Almost all of these goals reinforce the slow growth, reduced investment, sluggish public-sector economy that Canada has pursued under this government: take the money from those who have earned it, give it to those who have not in exchange for their votes, and call it “social justice.” Almost everybody agrees with a policy of compassion toward the disadvantaged, but the decline in Canada’s per capita income shows us where these policies are leading.

These shallow obsessions with climate change and the preoccupation with Canada’s mistreatment of its Indigenous peoples, like the absurd fixation on gender issues, are the hallmarks of this government’s mistaken ambitions.
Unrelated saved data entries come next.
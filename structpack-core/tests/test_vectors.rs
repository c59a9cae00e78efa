//! Known-answer vectors for 64-bit integers and strict/loose length handling
//!
//! Byte sequences were cross-checked against Python's `struct` module.

use structpack_core::{pack, unpack, Mode, StructError, Value};

fn packed(format: &str, values: &[Value], mode: Mode) -> Vec<u8> {
    pack(format, values, mode).unwrap().to_vec()
}

// 228290380562207 = 0x0000cfa0ff09ff1f
const LONG_LE: [u8; 8] = [0x1f, 0xff, 0x09, 0xff, 0xa0, 0xcf, 0x00, 0x00];
// -228290380562207 = 0xffff305f00f600e1 as two's complement
const NEG_LONG_LE: [u8; 8] = [0xe1, 0x00, 0xf6, 0x00, 0x5f, 0x30, 0xff, 0xff];

#[test]
fn long_pack_unsigned_le() {
    assert_eq!(
        packed("<Q", &[Value::UInt(228290380562207)], Mode::Strict),
        LONG_LE
    );
}

#[test]
fn long_unpack_unsigned_le() {
    let values = unpack("<Q", &LONG_LE, Mode::Strict).unwrap();
    assert_eq!(values, vec![Value::UInt(0x0000cfa0ff09ff1f)]);
}

#[test]
fn long_pack_signed_le() {
    assert_eq!(
        packed("<q", &[Value::Int(-228290380562207)], Mode::Strict),
        NEG_LONG_LE
    );
}

#[test]
fn long_unpack_signed_le() {
    let values = unpack("<q", &NEG_LONG_LE, Mode::Strict).unwrap();
    assert_eq!(values, vec![Value::Int(-228290380562207)]);
    // Same bits read through Q
    let unsigned = unpack("<Q", &NEG_LONG_LE, Mode::Strict).unwrap();
    assert_eq!(unsigned, vec![Value::UInt(0xffff305f00f600e1)]);
}

// 0xffa0ffe1ffff
const MID_LE: [u8; 8] = [0xff, 0xff, 0xe1, 0xff, 0xa0, 0xff, 0x00, 0x00];
const MID_BE: [u8; 8] = [0x00, 0x00, 0xff, 0xa0, 0xff, 0xe1, 0xff, 0xff];

#[test]
fn int64_pack_both_orders() {
    assert_eq!(packed("<Q", &[Value::UInt(0xffa0ffe1ffff)], Mode::Strict), MID_LE);
    assert_eq!(packed(">Q", &[Value::UInt(0xffa0ffe1ffff)], Mode::Strict), MID_BE);
}

#[test]
fn int64_unpack_both_orders() {
    assert_eq!(
        unpack("<Q", &MID_LE, Mode::Strict).unwrap(),
        vec![Value::UInt(0xffa0ffe1ffff)]
    );
    assert_eq!(
        unpack(">Q", &MID_BE, Mode::Strict).unwrap(),
        vec![Value::UInt(0xffa0ffe1ffff)]
    );
}

#[test]
fn int64_signed_code_positive_value() {
    assert_eq!(packed(">q", &[Value::UInt(0xffa0ffe1ffff)], Mode::Strict), MID_BE);
    assert_eq!(packed(">q", &[Value::Int(0xffa0ffe1ffff)], Mode::Strict), MID_BE);
    assert_eq!(
        unpack("<q", &MID_LE, Mode::Strict).unwrap(),
        vec![Value::Int(0xffa0ffe1ffff)]
    );
}

#[test]
fn boundary_all_ones() {
    let ones = [0xffu8; 8];
    for format in ["<Q", ">Q"] {
        assert_eq!(
            unpack(format, &ones, Mode::Strict).unwrap(),
            vec![Value::UInt(u64::MAX)]
        );
        assert_eq!(packed(format, &[Value::UInt(u64::MAX)], Mode::Strict), ones);
    }
    assert_eq!(unpack(">q", &ones, Mode::Strict).unwrap(), vec![Value::Int(-1)]);
}

#[test]
fn boundary_zero() {
    let zeros = [0u8; 8];
    for format in ["<Q", ">Q"] {
        assert_eq!(unpack(format, &zeros, Mode::Strict).unwrap(), vec![Value::UInt(0)]);
        assert_eq!(packed(format, &[Value::UInt(0)], Mode::Strict), zeros);
        assert_eq!(packed(format, &[Value::Int(0)], Mode::Strict), zeros);
    }
}

#[test]
fn boundary_repeated_bytes() {
    for (byte, value) in [(0x01u8, 0x0101010101010101u64), (0xfe, 0xfefefefefefefefe)] {
        let bytes = [byte; 8];
        for format in ["<Q", ">Q"] {
            assert_eq!(unpack(format, &bytes, Mode::Strict).unwrap(), vec![Value::UInt(value)]);
            assert_eq!(packed(format, &[Value::UInt(value)], Mode::Strict), bytes);
        }
    }
}

#[test]
fn int64_signed_extremes() {
    assert_eq!(
        packed(">q", &[Value::Int(i64::MIN)], Mode::Strict),
        [0x80, 0, 0, 0, 0, 0, 0, 0]
    );
    assert_eq!(
        packed(">q", &[Value::Int(i64::MAX)], Mode::Strict),
        [0x7f, 0xff, 0xff, 0xff, 0xff, 0xff, 0xff, 0xff]
    );
}

#[test]
fn strict_pack_less_data_fails() {
    assert!(matches!(
        pack("<BB", &[Value::UInt(0)], Mode::Strict),
        Err(StructError::NotEnoughValues { .. })
    ));
}

#[test]
fn strict_unpack_less_data_fails() {
    assert!(matches!(
        unpack("<BB", &[0], Mode::Strict),
        Err(StructError::NotEnoughBytes { .. })
    ));
}

#[test]
fn loose_pack_less_data() {
    assert_eq!(packed("<BB", &[Value::UInt(2)], Mode::Loose), [0x02]);
}

#[test]
fn loose_pack_less_data_series() {
    // 3B needs three values but only one is left, so the group is dropped whole
    assert_eq!(
        packed("<B3B", &[Value::UInt(2), Value::UInt(4)], Mode::Loose),
        [0x02]
    );
}

#[test]
fn loose_unpack_less_data() {
    assert_eq!(unpack("<BB", &[2], Mode::Loose).unwrap(), vec![Value::UInt(2)]);
}

#[test]
fn loose_unpack_cut_before_int() {
    // Only three bytes left for a four-byte I
    assert_eq!(
        unpack("<BI", &[2, 10, 0, 0], Mode::Loose).unwrap(),
        vec![Value::UInt(2)]
    );
}

#[test]
fn loose_unpack_int_exactly_fits() {
    assert_eq!(
        unpack("<BI", &[2, 10, 0, 0, 0], Mode::Loose).unwrap(),
        vec![Value::UInt(2), Value::UInt(10)]
    );
}

#[test]
fn loose_unpack_less_data_series() {
    // B and I fit, 3B needs three bytes but only one remains
    assert_eq!(
        unpack("<BI3B", &[2, 10, 0, 0, 0, 4], Mode::Loose).unwrap(),
        vec![Value::UInt(2), Value::UInt(10)]
    );
}

#[test]
fn format_errors_escape_loose_mode() {
    assert!(matches!(
        pack("<B?", &[Value::UInt(1)], Mode::Loose),
        Err(StructError::UnknownTypeCode { code: '?', position: 2 })
    ));
    assert!(matches!(
        unpack("<3", &[1, 2, 3], Mode::Loose),
        Err(StructError::DanglingCount { position: 1 })
    ));
}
This anti-parliamentary Liberal-NDP arrangement should achieve Trudeau’s tactical goal of diminishing the vote of the NDP. If the Conservatives elect another leader indistinguishable from the Liberals and afraid or incapable of enunciating a moderate conservative program out of fear of the customary quadrennial Liberal smear of harsh inhumanity, extremism and a sell-out to the avarice of capitalism, we will revert to the 1½ party system that enabled the liberals to rule for 52 of the 63 years between Robert Borden and Brian Mulroney (1921-1984). If the Conservatives cannot choose a leader who will stake out a socially just, high economic growth program and defend it against the entrenched bias of those in the media hurling the mud-balls and brickbats the Liberals produce for them, and don’t bring Maxime Bernier and his People’s party back into the fold, then we will continue on our present conveyor-belt to socialist oblivion. The world notices our decline; our weight in the Ukrainian crisis is zero. Foreign Minister Mélanie Joly’s claim that we have convening power is absurd. We are off the world’s beaten track and are talking to ourselves in a socialist fantasyland. Our present is less distinguished than our past and every day we are squandering, or at best deferring, the future.